# hydraulic bike



## unknown52

want to make a hydraulic bike.  understand basic hydraulics and have access to everything i need to buyild one.  just need some help on what kind of pump and motor to get.  dont know how to calculate what rpm on pump (will be cranked by physical force, not an electric motor) will translate into gpm's.  and on motor,  what gpm turns into rpm's.


----------



## PCHiggin

How do you plan on transmitting hydraulic force to the rear hub? Let's see some sketches.

Pat


----------



## unknown52

dont have any sketches but kinda simple.  put a trike conversion on, weld motor to bike frame and then weld a sprocket on motor, connect with chain and shabami.


----------



## PCHiggin

HMMM, Sounds like you're in for a lot of fun. Let us know how it goes.

Pat


----------



## unknown52

we'll see.  i'll post a pic when im done, probably in 5 yrs or so.


----------



## PCHiggin

unknown52 said:


> we'll see.  i'll post a pic when im done, probably in 5 yrs or so.

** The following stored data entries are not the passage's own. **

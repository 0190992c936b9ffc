use axum::{
    http::StatusCode,
    response::{IntoResponse, Response},
    Json,
};
use serde::Serialize;
use thiserror::Error;
use utoipa::ToSchema;

use crate::webhook::VerifyError;

/// Failures from the user store.
#[derive(Error, Debug)]
pub enum StoreError {
    #[error("username '{0}' is already taken")]
    UsernameTaken(String),

    #[error("counter increment would overflow")]
    CounterOverflow,

    #[error("database error: {0}")]
    Database(#[from] sqlx::Error),
}

/// Failures while fetching or reading a third-party page.
#[derive(Error, Debug)]
pub enum ScrapeError {
    #[error("{0:#}")]
    Network(#[from] anyhow::Error),

    #[error("selector '{0}' never appeared")]
    SelectorMissing(String),

    #[error("could not serialize products: {0}")]
    Serialize(#[from] serde_json::Error),
}

/// Everything a handler can answer with besides success.
#[derive(Error, Debug)]
pub enum ApiError {
    #[error("network error: {0}")]
    Network(String),

    #[error("expected markup not found: {0}")]
    SelectorMissing(String),

    #[error("webhook verification failed: {0}")]
    Verification(#[from] VerifyError),

    #[error("{0}")]
    NotFound(String),

    #[error("{0}")]
    Validation(String),

    #[error("{0}")]
    Conflict(String),

    #[error("storage error: {0}")]
    Storage(String),
}

impl ApiError {
    pub fn status(&self) -> StatusCode {
        match self {
            ApiError::Network(_) | ApiError::SelectorMissing(_) | ApiError::Storage(_) => {
                StatusCode::INTERNAL_SERVER_ERROR
            }
            ApiError::Verification(_) | ApiError::Validation(_) => StatusCode::BAD_REQUEST,
            ApiError::NotFound(_) => StatusCode::NOT_FOUND,
            ApiError::Conflict(_) => StatusCode::CONFLICT,
        }
    }
}

impl From<StoreError> for ApiError {
    fn from(e: StoreError) -> Self {
        match e {
            StoreError::UsernameTaken(_) => ApiError::Conflict(e.to_string()),
            StoreError::CounterOverflow => ApiError::Validation(e.to_string()),
            StoreError::Database(_) => ApiError::Storage(e.to_string()),
        }
    }
}

impl From<ScrapeError> for ApiError {
    fn from(e: ScrapeError) -> Self {
        match e {
            ScrapeError::SelectorMissing(selector) => ApiError::SelectorMissing(selector),
            other => ApiError::Network(other.to_string()),
        }
    }
}

/// Body returned for every failed request.
#[derive(Serialize, ToSchema)]
pub struct ErrorResponse {
    pub success: bool,
    pub message: String,
}

impl IntoResponse for ApiError {
    fn into_response(self) -> Response {
        let status = self.status();
        if status.is_server_error() {
            tracing::error!(error = %self, "request failed");
        } else {
            tracing::warn!(error = %self, status = status.as_u16(), "request rejected");
        }
        let body = ErrorResponse {
            success: false,
            message: self.to_string(),
        };
        (status, Json(body)).into_response()
    }
}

You'll have your drivers license by then and will trade it for car parts.

Pat


----------



## Gordon

If you got a transmission from a hydrostatic drive garden tractor you could put a cog on the input shaft and use the chain and front chain ring to drive it. I think you would need to really get the rpm's up to get anywhere, so you would have to work on the gearing, perhaps even using a multispeed hub on a jackshaft or ?? I think a typical hydro garden tracter runs about 3600 rpms wide open. You should be able to buy a transmission for a Cub Cadet on ebay for $40 or so. The spendier ones are ported for hydraulic lift of the mower decks and other accesories, but you wouldn't need that option. Sounds like a fun project. Maybe you could put a blade on it and push snow in the winter!


----------



## militarymonark

my dad and brother made plans to make a hydraulic bike but the plans were stolen at my brother's science fair


----------



## unknown52

hey monark u a mechanic, was stationed at seymour with the 15's as a crew chief, now a hydraulic troop with the 130 and hh-60.

thanks gordon gonna look up prices, cheaper than i thought.


----------



## unknown52

found a pump operating at 3650 psi, 1 gpm.  also found a motor that gives me 884 in-lbs at 1300 psi, and 600 rpm's.  all sounds good but is the gpm too low on the pump.


----------



## Beaverdam

Doesn't sound like complete specs. What RPM is the pump turning to produce 1 GPM? What flow rate produces 600 RPM in the motor? Those are what you need to work with. All the ratios in the drive multiplied together and multiplied by the wheel size should get a number around 50 - 60 for most bikes and rolling terrain.

It would be cooler if you eliminate chains altogether.


----------



## unknown52

found a motor to operate the best at 11-12 gpm with 1300 psi.  giving me 807 in-lbs torque and 600 rpms.  to my math with a 26 in tire gives me 15 mph.  unsure on torque though,  800 seems to be good, but thats on my own estimate compared to a torque wrench.  so know im looking for a pump that fits the motor, without spending a ton of money.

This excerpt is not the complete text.